Ensuite, il faut le lire de façon chronologique, comme si c’était ton onboarding dans une nouvelle équipe. L’idée est d’arriver à améliorer les pratiques produit tout en consolidant le lien avec le business. Et pour ça, le chemin, c’est d’apporter de la valeur dès ton arrivée. Généralement, ta première tâche, c’est de résoudre le problème de backlog de fonctionnalités qui s’entassent. C’est ça qu’il faut gérer plutôt que de chercher d’emblée à mettre en place les meilleures pratiques produits.

C’est pour ça que je recommande un chemin en 5 étapes. Dont la première étape est de fluidifier le passage des idées business vers la tech, sans bug, en temps et en heure. Tu es clairement en mode delivery team et project management, mais tu apportes déjà de la valeur.

L’important maintenant est de ne pas se contenter de cette étape 1. Ce framework vise à montrer qu’il est possible d’extraire beaucoup plus de valeur d’un·e PM, ce dont n’ont pas toujours conscience les parties prenantes. 

Justement, comment se déclinent les étapes suivantes ?

V. M. : Ensuite, la 2e étape, c’est d’arriver à identifier les besoins derrière les solutions que l’on te pousse et trouver les solutions les plus adaptées. C’est une grosse partie de ce qu’on appelle souvent la discovery. Mais rapidement, tu vas te demander si tu travailles sur les besoins les plus importants.

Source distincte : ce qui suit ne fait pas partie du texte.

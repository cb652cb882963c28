//! Plain-text rendering for the terminal

use cashvm_browser::{grid::row_values, Catalog, Segment, View};
use cashvm_opcodes::OpcodeRow;
use std::fmt::Write;

const NAME_WIDTH: usize = 26;
const CATEGORY_WIDTH: usize = 20;

/// One line per row: byte, name, category, description
pub fn render_rows(rows: &[&OpcodeRow]) -> String {
    let mut out = String::new();
    for row in rows {
        let _ = writeln!(
            out,
            "{}  {:<NAME_WIDTH$}  {:<CATEGORY_WIDTH$}  {}",
            row.byte,
            row.name,
            row.category.as_str(),
            row.description
        );
    }
    out
}

/// Full description of one opcode
pub fn render_detail(catalog: &Catalog, row: &OpcodeRow) -> String {
    let mut out = String::new();
    let _ = writeln!(out, "{} ({})", row.name, row.byte);
    let _ = writeln!(out, "Category:   {}", row.category.display_name());
    let _ = writeln!(out, "Activation: {}", catalog.years().year_of(row.value));
    if !row.aliases.is_empty() {
        let _ = writeln!(out, "Aliases:    {}", row.aliases.join(", "));
    }
    let _ = writeln!(out);
    let _ = writeln!(out, "{}", row.description);
    let _ = writeln!(out);
    let _ = writeln!(out, "Specifications:");
    for spec in &row.specifications {
        let _ = writeln!(out, "  - {}: {}", spec.label, spec.url);
    }
    out
}

/// The 16x16 grid.
///
/// Cells show the low byte in hex; `[..]` marks the selection and `.`
/// marks rows filtered out.
pub fn render_grid(view: &View<'_>) -> String {
    let mut out = String::from("    ");
    for column in 0..16u8 {
        let _ = write!(out, "  {column:X} ");
    }
    out.push('\n');

    for segment in &view.segments {
        match segment {
            Segment::Row { index } => render_grid_row(&mut out, view, *index),
            Segment::Placeholder { range } => {
                let _ = writeln!(out, "{:<4}  ... rows {} collapsed ...", range.label(), range.label());
            }
            Segment::ExpandedRange { rows, .. } => {
                for index in rows {
                    render_grid_row(&mut out, view, *index);
                }
            }
        }
    }
    out
}

fn render_grid_row(out: &mut String, view: &View<'_>, index: u8) {
    let _ = write!(out, "{index:X}_  ");
    let selected = view.selected.map(|row| row.value);
    for value in row_values(index) {
        if selected == Some(value) {
            let _ = write!(out, "[{value:02x}]");
        } else if view.is_dimmed(value) {
            out.push_str("  . ");
        } else {
            let _ = write!(out, " {value:02x} ");
        }
    }
    out.push('\n');
}

/// Chips, with the active ones starred
pub fn render_chips(view: &View<'_>) -> String {
    let chips: Vec<String> = view
        .chips
        .iter()
        .map(|chip| {
            if chip.active {
                format!("*{}*", chip.label)
            } else {
                chip.label.clone()
            }
        })
        .collect();
    let mut line = format!("Filters: {}", chips.join(" | "));
    if view.show_clear_filters {
        line.push_str("  (clear)");
    }
    line
}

D’où la 3e étape, celle de la priorisation. Tu collectes les besoins de l’ensemble de tes parties prenantes, et à l’aide d’une north star metric claire, tu alignes tout le monde sur les sujets qui ont le plus de potentiel. À ce stade, tu es capable de délivrer le plus de valeur par rapport aux enjeux qu’on a désormais tous en tête en interne. Mais ils ne reflètent pas toute la réalité.

Pour aller plus loin, il convient d’élargir notre spectre, en creusant plus en profondeur les besoins des utilisateurs, et en faire émerger de nouvelles opportunités. Il s’agit de la 4e étape.

La dernière, c’est se permettre d’être plus ambitieux. Tant que tu réfléchis trimestre par trimestre, tu te brides inconsciemment. Là, tu te poses la question : si on avait 2 ans devant nous, qu’est-ce qu’on aimerait bien créer ? Une fois que tu peux y répondre, tu peux trouver un équilibre dans tes roadmaps entre du stratégique et du tactique.

Il ne faut pas oublier une chose : in fine, notre rôle, c’est quand même de shiper des fonctionnalités ! Pour avoir de l’impact, bien sûr. Mais c’est notre moyen d’action. C’est comme si tu disais à un humoriste, ton rôle, ce n’est pas de faire des blagues, c’est que les gens se sentent mieux. OK… mais en faisant des blagues quand même ! C’est ce qui fait notre différence en tant que PM. Tout le monde dans l’entreprise cherche à avoir de l’impact et nous, on en a en ajoutant (ou retirant) des fonctionnalités dans le produit. Et plus on prendra ce recul, plus on sera capable d’avoir de l’impact.